The authenticity of the correspondence has not been denied; when pressed Potupchik and Yakemenko have refused to comment on ‘illegal activity’. The emails are convincing, in part due to the sheer quantity of mundane correspondence: among the leaked emails are administrative and security messages from social networking sites, and Potupchik’s personal correspondence with (former) lover Roman Verbitskii. Furthermore, Potupchik’s mail includes draft material for her blog, and (unpublished) diary entries.
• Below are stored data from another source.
// Copyright (c) 2024-2026 Martin Schröder <info@swedishembedded.com>
//
// SPDX-License-Identifier: Apache-2.0
use std::path::Path;
use std::sync::{Arc, Mutex};

use chrono::{DateTime, Utc};
use engram_model::{Message, Role, SessionContext, ToolCall};
use engram_trace::{NoopTracer, Span, Tracer};
use rusqlite::types::Type;
use rusqlite::{params, Connection, OptionalExtension};
use serde::{Deserialize, Serialize};
use serde_json::Value;

use crate::error::StoreError;
use crate::schema;

// ─── Row types ────────────────────────────────────────────────────────────────

/// One session row.
#[derive(Debug, Clone, Serialize, Deserialize)]
pub struct SessionRecord {
    pub id: String,
    pub agent_id: Option<String>,
    pub parent_session_id: Option<String>,
    /// Free-form context blob owned by the hosting application
    pub context: Value,
    pub created_at: DateTime<Utc>,
    pub updated_at: DateTime<Utc>,
    pub total_cost_usd: f64,
    pub total_tokens: u64,
}

impl SessionRecord {
    pub fn new(id: impl Into<String>) -> Self {
        let now = Utc::now();
        Self {
            id: id.into(),
            agent_id: None,
            parent_session_id: None,
            context: Value::Null,
            created_at: now,
            updated_at: now,
            total_cost_usd: 0.0,
            total_tokens: 0,
        }
    }
}

/// A persisted message together with its store-assigned id.
#[derive(Debug, Clone)]
pub struct StoredMessage {
    pub id: i64,
    pub message: Message,
}

/// One L2-summary (or similar) snapshot row.
#[derive(Debug, Clone, Serialize, Deserialize)]
pub struct MemorySnapshot {
    pub session_id: String,
    pub snapshot_type: String,
    pub summary: String,
    pub token_count: usize,
    pub created_at: DateTime<Utc>,
}

/// A BM25-ranked full-text hit.  Lower `rank` means a better match.
#[derive(Debug, Clone)]
pub struct SearchHit {
    pub message_id: i64,
    pub message: Message,
    pub rank: f64,
}

/// Content-addressed blob metadata.
#[derive(Debug, Clone, Serialize, Deserialize)]
pub struct Artifact {
    pub id: String,
    pub name: String,
    pub path: Option<String>,
    pub source: Option<String>,
    pub source_agent_id: Option<String>,
    pub purpose: Option<String>,
    pub content_type: Option<String>,
    pub size_bytes: u64,
    pub checksum: Option<String>,
    pub created_at: DateTime<Utc>,
    pub updated_at: DateTime<Utc>,
    pub last_accessed_at: Option<DateTime<Utc>>,
    pub access_count: u64,
    pub tags: Vec<String>,
    pub metadata: Value,
    pub deleted_at: Option<DateTime<Utc>>,
    pub session_id: Option<String>,
}

impl Artifact {
    /// New artifact with a sha256 checksum over `content`.
    pub fn new(id: impl Into<String>, name: impl Into<String>, content: &[u8]) -> Self {
        use sha2::{Digest, Sha256};
        let now = Utc::now();
        Self {
            id: id.into(),
            name: name.into(),
            path: None,
            source: None,
            source_agent_id: None,
            purpose: None,
            content_type: None,
            size_bytes: content.len() as u64,
            checksum: Some(hex::encode(Sha256::digest(content))),
            created_at: now,
            updated_at: now,
            last_accessed_at: None,
            access_count: 0,
            tags: Vec::new(),
            metadata: Value::Null,
            deleted_at: None,
            session_id: None,
        }
    }
}

/// Cross-tenant aggregates for operator tooling.
#[derive(Debug, Clone, Serialize, Deserialize)]
pub struct SystemStats {
    pub session_count: u64,
    pub message_count: u64,
    pub artifact_count: u64,
    pub total_tokens: u64,
    pub total_cost_usd: f64,
    pub db_size_bytes: u64,
}

// ─── Store ────────────────────────────────────────────────────────────────────

/// The single-file embedded session store.
///
/// A shared handle; clone freely; all clones serialize on one connection.
/// Every operation hops through `spawn_blocking` so the async caller never
/// blocks on SQLite I/O, and opens a `store.<op>` span on the tracer.
#[derive(Clone)]
pub struct SessionStore {
    conn: Arc<Mutex<Connection>>,
    tracer: Arc<dyn Tracer>,
}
When the Nashi commissars speak of bots, they refer to the practice of multiple personalities being controlled by one person, rather than an automated online presence. This may be illustrated by the use of paid commentators on online newspapers. In January 2011 Yakemenko called for the creation of a group of ‘people with balanced language, who write well, not idiots (debily), [who are] capable of maintaining a debate, of developing it. They will comment on our posts, on forums – basically slandering the opposition and praising Putin.... [Creating] the impression that the majority supports us’. It is very clear, Yakemenko wanted ‘live dead-souls’ who could make intelligent pro-Putin comments, not comments automatically generated by bots. By September 2011 a group of 10 human users controlled numerous virtual profiles; their salary was 20,000 to 30,000 roubles ($600-900) a month. The commentators were aided by bots that identified content to be commented: an internal report boasted the ‘creation of a commenting mechanism’ based on the presence of key-words. This ‘mechanism’ was likely a script that alerted commentators when new relevant articles were published; this helped ensure that Nashi comments were among the first to be listed beneath articles. Nashi, then, did use bots, but mainly to aid human manipulators.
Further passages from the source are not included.